══ SUPPLIED DATA ══

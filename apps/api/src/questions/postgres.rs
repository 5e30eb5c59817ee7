use async_trait::async_trait;
use sqlx::PgPool;
use uuid::Uuid;

use crate::errors::AppError;
use crate::models::question::{
    Difficulty, Question, QuestionCategory, QuestionRow, QuestionSummary, Role,
};
use crate::questions::{QuestionBank, QuestionContentProvider};

const QUESTION_COLUMNS: &str = "uuid, role_id, prompt, category, difficulty, expected_skills, \
     star_framework, interviewer_guidance";

/// Question bank backed by the `roles` and `interview_questions` tables.
#[derive(Clone)]
pub struct PgQuestionBank {
    pool: PgPool,
}

impl PgQuestionBank {
    pub fn new(pool: PgPool) -> Self {
        Self { pool }
    }
}

fn into_questions(rows: Vec<QuestionRow>) -> Result<Vec<Question>, AppError> {
    rows.into_iter().map(Question::try_from).collect()
}

#[async_trait]
impl QuestionContentProvider for PgQuestionBank {
    async fn get_question(&self, uuid: Uuid) -> Result<Question, AppError> {
        let row: Option<QuestionRow> = sqlx::query_as(&format!(
            "SELECT {QUESTION_COLUMNS} FROM interview_questions WHERE uuid = $1"
        ))
        .bind(uuid)
        .fetch_optional(&self.pool)
        .await?;

        row.ok_or_else(|| AppError::NotFound(format!("Question {uuid} not found")))?
            .try_into()
    }

    async fn get_roles_by_industry(&self, industry: &str) -> Result<Vec<Role>, AppError> {
        let roles = sqlx::query_as::<_, Role>(
            "SELECT id, industry, name FROM roles WHERE lower(industry) = lower($1) ORDER BY name",
        )
        .bind(industry.trim())
        .fetch_all(&self.pool)
        .await?;
        Ok(roles)
    }

    async fn get_questions_by_role(&self, role_id: Uuid) -> Result<Vec<QuestionSummary>, AppError> {
        let rows: Vec<QuestionRow> = sqlx::query_as(&format!(
            "SELECT {QUESTION_COLUMNS} FROM interview_questions \
             WHERE role_id = $1 ORDER BY created_at, uuid"
        ))
        .bind(role_id)
        .fetch_all(&self.pool)
        .await?;

        Ok(into_questions(rows)?
            .iter()
            .map(QuestionSummary::from)
            .collect())
    }
}

#[async_trait]
impl QuestionBank for PgQuestionBank {
    async fn find_role(&self, role_id: Uuid) -> Result<Role, AppError> {
        sqlx::query_as::<_, Role>("SELECT id, industry, name FROM roles WHERE id = $1")
            .bind(role_id)
            .fetch_optional(&self.pool)
            .await?
            .ok_or_else(|| AppError::NotFound(format!("Role {role_id} not found")))
    }

    async fn eligible_questions(
        &self,
        role_id: Uuid,
        difficulty: Difficulty,
        categories: &[QuestionCategory],
    ) -> Result<Vec<Question>, AppError> {
        let categories: Vec<String> = categories.iter().map(|c| c.as_str().to_string()).collect();

        let rows: Vec<QuestionRow> = sqlx::query_as(&format!(
            "SELECT {QUESTION_COLUMNS} FROM interview_questions \
             WHERE role_id = $1 AND difficulty = $2 AND category = ANY($3) \
             ORDER BY created_at, uuid"
        ))
        .bind(role_id)
        .bind(difficulty.as_str())
        .bind(&categories)
        .fetch_all(&self.pool)
        .await?;

        into_questions(rows)
    }
}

═══

■ **REQUIRED ACTION**:
Among the records, find the lines that contain "bind" and copy each of them.

■ **WRITTEN ANSWER**:
        .bind(uuid)
        .bind(industry.trim())
        .bind(role_id)
            .bind(role_id)
        .bind(role_id)
        .bind(difficulty.as_str())
        .bind(&categories)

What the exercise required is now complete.